Having the detector in the same plane as the sample center simplifies things when it comes to slab-wise reconstruction: defining a volume slab (in terms of z_min, z_max) is equivalent to define the detector bounds, like in parallel geometry.

Attributes

  • implementation A simpler wrapper of astra cone-beam reconstruction, using astra's new built-in data splitting for FDK/BP3D when it doesn't fit in GPU memory. It's meant to reconstruct a single, huge numpy array. The class name is somewhat misleading: the final BP3D step is done on GPU, but all the rest is done on CPU.

Methods

source method NumpyConebeamReconstructor.reconstruct(sinos, output=None, relative_z_position=None)

source selection_is_centered(size, start, stop)

Return True if (start, stop) define a selection that is centered on the middle of the array.

source roi_is_centered(shape, slice_)

Return True if "slice_" define a selection that is centered on the middle of the array.

source fdk_preweighting(d_sinos, proj_geom, relative_z_position=0.0, cor_shift=0.0)

source get_fdk_weights(sinos_shape, source_origin_distance, origin_detector_distance, cor_shift=0, du=1, dv=1, normalize=True, zshift=0)
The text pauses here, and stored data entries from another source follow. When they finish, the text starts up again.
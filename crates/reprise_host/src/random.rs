//! The `Math.random` global.

use rand::{Rng, SeedableRng};
use rand_chacha::ChaCha8Rng;
use reprise_core::{EngineError, EngineResult};
use std::cell::RefCell;

/// Randomness exposed to application code
pub trait MathApi {
    /// A draw in `[0, 1)`
    ///
    /// # Errors
    ///
    /// Returns error if an interceptor cannot produce a value
    fn random(&self) -> EngineResult<f64>;
}

/// Seeded native source
pub struct NativeMath {
    rng: RefCell<ChaCha8Rng>,
}

impl NativeMath {
    /// Source seeded with `seed`
    #[must_use]
    pub fn new(seed: u64) -> Self {
        Self {
            rng: RefCell::new(ChaCha8Rng::seed_from_u64(seed)),
        }
    }
}

impl MathApi for NativeMath {
    fn random(&self) -> EngineResult<f64> {
        let mut rng = self
            .rng
            .try_borrow_mut()
            .map_err(|_| EngineError::invalid_state("random source is busy"))?;
        Ok(rng.r#gen::<f64>())
    }
}
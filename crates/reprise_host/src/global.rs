//! Swappable global slots.
//!
//! Application code reads a slot each time it uses a capability, so
//! replacing the value redirects every later use. Borrows of the slot never
//! outlive a single `get` or `replace`.

use std::cell::RefCell;
use std::rc::Rc;

/// A replaceable capability
pub struct Global<T: ?Sized> {
    value: RefCell<Rc<T>>,
}

impl<T: ?Sized> Global<T> {
    /// Create a slot holding `value`
    pub fn new(value: Rc<T>) -> Self {
        Self {
            value: RefCell::new(value),
        }
    }

    /// Current value
    #[must_use]
    pub fn get(&self) -> Rc<T> {
        Rc::clone(&self.value.borrow())
    }

    /// Install `value`, returning the previous one
    pub fn replace(&self, value: Rc<T>) -> Rc<T> {
        self.value.replace(value)
    }

    /// Install `value`
    pub fn set(&self, value: Rc<T>) {
        self.value.replace(value);
    }

    /// Whether the slot currently holds `value`
    #[must_use]
    pub fn holds(&self, value: &Rc<T>) -> bool {
        Rc::ptr_eq(&self.value.borrow(), value)
    }
}

impl<T: ?Sized> std::fmt::Debug for Global<T> {
    fn fmt(&self, f: &mut std::fmt::Formatter<'_>) -> std::fmt::Result {
        f.debug_struct("Global").finish_non_exhaustive()
    }
}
Get the FDK weights in the radio domain.

Parameters

  • sinos_shape : tuple of int Shape of the sinograms stack, in the form (n_sinograms, n_angles, n_x). The detector shape is (n_z, n_x) = (n_sinograms, n_x)
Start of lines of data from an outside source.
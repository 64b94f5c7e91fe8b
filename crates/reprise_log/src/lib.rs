//! REPRISE Capture Log
//!
//! The recorded trace of one capture session: ambient time reads, random
//! draws, fired callbacks, asynchronous request outcomes and the storage
//! snapshot. The log is plain data and round-trips through JSON.

#![warn(missing_docs)]
#![warn(clippy::all)]

pub mod cursor;
pub mod encoding;
pub mod entry;
pub mod log;
pub mod storage;
pub mod xhr;

pub use cursor::{Cursor, ReplayLog};
pub use encoding::LOG_FORMAT_VERSION;
pub use entry::{DomDetails, Entry, PageLoadDetails, TimerDetails, XhrDetails, kind};
pub use log::Log;
pub use storage::{StorageItem, StorageLog};
pub use xhr::{InterfaceDescriptor, Outcome, XhrLog, XhrRecord};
  • source_origin_distance Distance (positive) between X-ray focal point and "origin" (sample)

  • origin_detector_distance Distance (positive) between "origin" (sample) and detector

  • cor_shift Shift (signed) between center of detector, and projection of center of rotation

  • du : float Horizontal pixel size

  • dv : float Vertical pixel size

  • zshift Current sample elevation, i.e coordinate in v of the projection of center of sample onto the detector

Returns

  • weights : numpy.ndarray FDK pre-weights, to be applied through a multiplication of each radio image.

Notes

The parameters 'source_detector_distance', 'source_origin_distance', 'du', 'dv', 'zshift' and 'cor_shift' (!) need to be provided with the same physical length unit. All can be expressed in voxel units (i.e du = dv = 1) - the normalization should then be done at another stage.